▶ **PROBLEM TO SOLVE**
Scan the entries for the word "None". Every line that has it should be copied.

▶ **SOURCE DATA**
// Copyright 2025 Ollamometer Contributors
// SPDX-License-Identifier: Apache-2.0

//! Ollamometer API server entry point.

use ollamometer_core::config::AppConfig;
use ollamometer_core::telemetry::{init_tracing, LogFormat};

#[tokio::main]
async fn main() -> anyhow::Result<()> {
    let format = std::env::var("OLLAMOMETER_LOG_FORMAT")
        .ok()
        .and_then(|f| f.parse().ok())
        .unwrap_or(LogFormat::Pretty);
    init_tracing(format, "info")?;

    let config = AppConfig::load(None)?;
    ollamometer_api::serve(config).await
}
// Copyright 2025 Ollamometer Contributors
// SPDX-License-Identifier: Apache-2.0

//! Report types.
//!
//! A [`BenchmarkReport`] is the serialized view of one finished sweep: every
//! record with its derived metrics flattened alongside the raw fields, plus
//! the free-form description of the machine under test.

use std::collections::BTreeMap;

use chrono::{DateTime, Utc};
use ollamometer_core::{ComputeMode, DerivedMetrics, MeasurementRecord, ResultSet};
use serde::{Deserialize, Serialize};

/// One record with its derived metrics.
#[derive(Debug, Clone, PartialEq, Serialize, Deserialize)]
pub struct ResultEntry {
    /// Raw measurement
    #[serde(flatten)]
    pub record: MeasurementRecord,
    /// Metrics derived from `record`
    #[serde(flatten)]
    pub derived: DerivedMetrics,
}

impl From<&MeasurementRecord> for ResultEntry {
    fn from(record: &MeasurementRecord) -> Self {
        Self {
            record: record.clone(),
            derived: record.derived(),
        }
    }
}

/// Serialized outcome of one benchmark sweep.
#[derive(Debug, Clone, PartialEq, Serialize, Deserialize)]
pub struct BenchmarkReport {
    /// Description of the machine under test
    pub system_info: BTreeMap<String, serde_json::Value>,
    /// Entries in capture order
    pub results: Vec<ResultEntry>,
    /// Number of entries
    pub total_tests: usize,
    /// When the report was built
    pub generated_at: DateTime<Utc>,
}

impl BenchmarkReport {
    /// Build a report from a finished result set.
    pub fn new(system_info: BTreeMap<String, serde_json::Value>, results: &ResultSet) -> Self {
        let results: Vec<ResultEntry> = results.records().iter().map(ResultEntry::from).collect();
        Self {
            system_info,
            total_tests: results.len(),
            results,
            generated_at: Utc::now(),
        }
    }

    /// Distinct models in first-seen order.
    pub fn models(&self) -> Vec<&str> {
        let mut models: Vec<&str> = Vec::new();
        for entry in &self.results {
            if !models.contains(&entry.record.model.as_str()) {
                models.push(&entry.record.model);
            }
        }
        models
    }

    /// Entries measured on `model`.
    pub fn entries_for<'a>(&'a self, model: &'a str) -> impl Iterator<Item = &'a ResultEntry> + 'a {
        self.results.iter().filter(move |e| e.record.model == model)
    }

    /// Per-model averages in first-seen model order.
    pub fn model_summaries(&self) -> Vec<ModelSummary> {
        self.models()
            .into_iter()
            .filter_map(|model| ModelSummary::from_entries(model, self.entries_for(model)))
            .collect()
    }
}

/// Averages over every entry of one model.
#[derive(Debug, Clone, PartialEq, Serialize, Deserialize)]
pub struct ModelSummary {
    /// Model identifier
    pub model: String,
    /// Number of entries averaged
    pub tests: usize,
    /// Mean generation throughput
    pub avg_tokens_per_second: f64,
    /// Mean time to first token, in seconds
    pub avg_time_to_first_token_s: f64,
    /// Compute mode of the last entry
    pub compute_mode: ComputeMode,
}

impl ModelSummary {
    fn from_entries<'a>(model: &str, entries: impl Iterator<Item = &'a ResultEntry>) -> Option<Self> {
        let mut tests = 0usize;
        let mut tps = 0.0;
        let mut ttft = 0.0;
        let mut mode = None;
        for entry in entries {
            tests += 1;
            tps += entry.derived.tokens_per_second;
            ttft += entry.derived.time_to_first_token_s;
            mode = Some(entry.derived.compute_mode);
        }

        Some(Self {
            model: model.to_string(),
            tests,
            avg_tokens_per_second: tps / tests as f64,
            avg_time_to_first_token_s: ttft / tests as f64,
            compute_mode: mode?,
        })
    }
}

#[cfg(test)]
pub(crate) mod tests {
    use super::*;
    use ollamometer_core::{BenchmarkUnit, GenerateResponse, LoadedModel};

    pub(crate) fn record(model: &str, prompt: &str, run: u32, eval_count: u64) -> MeasurementRecord {
        let unit = BenchmarkUnit {
            model: model.to_string(),
            prompt_id: prompt.to_string(),
            run_number: run,
        };
        let response = GenerateResponse {
            total_duration_ns: 2_000_000_000,
            load_duration_ns: 500_000_000,
            prompt_eval_count: 10,
            prompt_eval_duration_ns: 500_000_000,
            eval_count,
            eval_duration_ns: 1_000_000_000,
        };
        let memory = LoadedModel {
            name: model.to_string(),
            size_bytes: 1024 * 1024 * 100,
            size_vram_bytes: 1024 * 1024 * 100,
        };
        MeasurementRecord::capture(&unit, "prompt text", &response, Some(&memory))
    }

    #[test]
    fn test_report_flattens_derived_fields() {
        let set: ResultSet = vec![record("m1", "p1", 1, 40)].into_iter().collect();
        let report = BenchmarkReport::new(BTreeMap::new(), &set);
        assert_eq!(report.total_tests, 1);

        let json = serde_json::to_value(&report).unwrap();
        let entry = &json["results"][0];
        assert_eq!(entry["model"], "m1");
        assert_eq!(entry["eval_count"], 40);
        assert_eq!(entry["tokens_per_second"], 40.0);
        assert_eq!(entry["time_to_first_token_s"], 1.0);
        assert_eq!(entry["compute_mode"], "Full-accelerator");
    }

    #[test]
    fn test_model_summaries_average_per_model() {
        let set: ResultSet = vec![
            record("m1", "p1", 1, 40),
            record("m2", "p1", 1, 10),
            record("m1", "p1", 2, 60),
        ]
        .into_iter()
        .collect();
        let report = BenchmarkReport::new(BTreeMap::new(), &set);

        assert_eq!(report.models(), vec!["m1", "m2"]);
        let summaries = report.model_summaries();
        assert_eq!(summaries.len(), 2);
        assert_eq!(summaries[0].tests, 2);
        assert!((summaries[0].avg_tokens_per_second - 50.0).abs() < 1e-9);
        assert!((summaries[1].avg_tokens_per_second - 10.0).abs() < 1e-9);
    }
}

▶ **WRITTEN ANSWER**
    let config = AppConfig::load(None)?;
        let mut mode = None;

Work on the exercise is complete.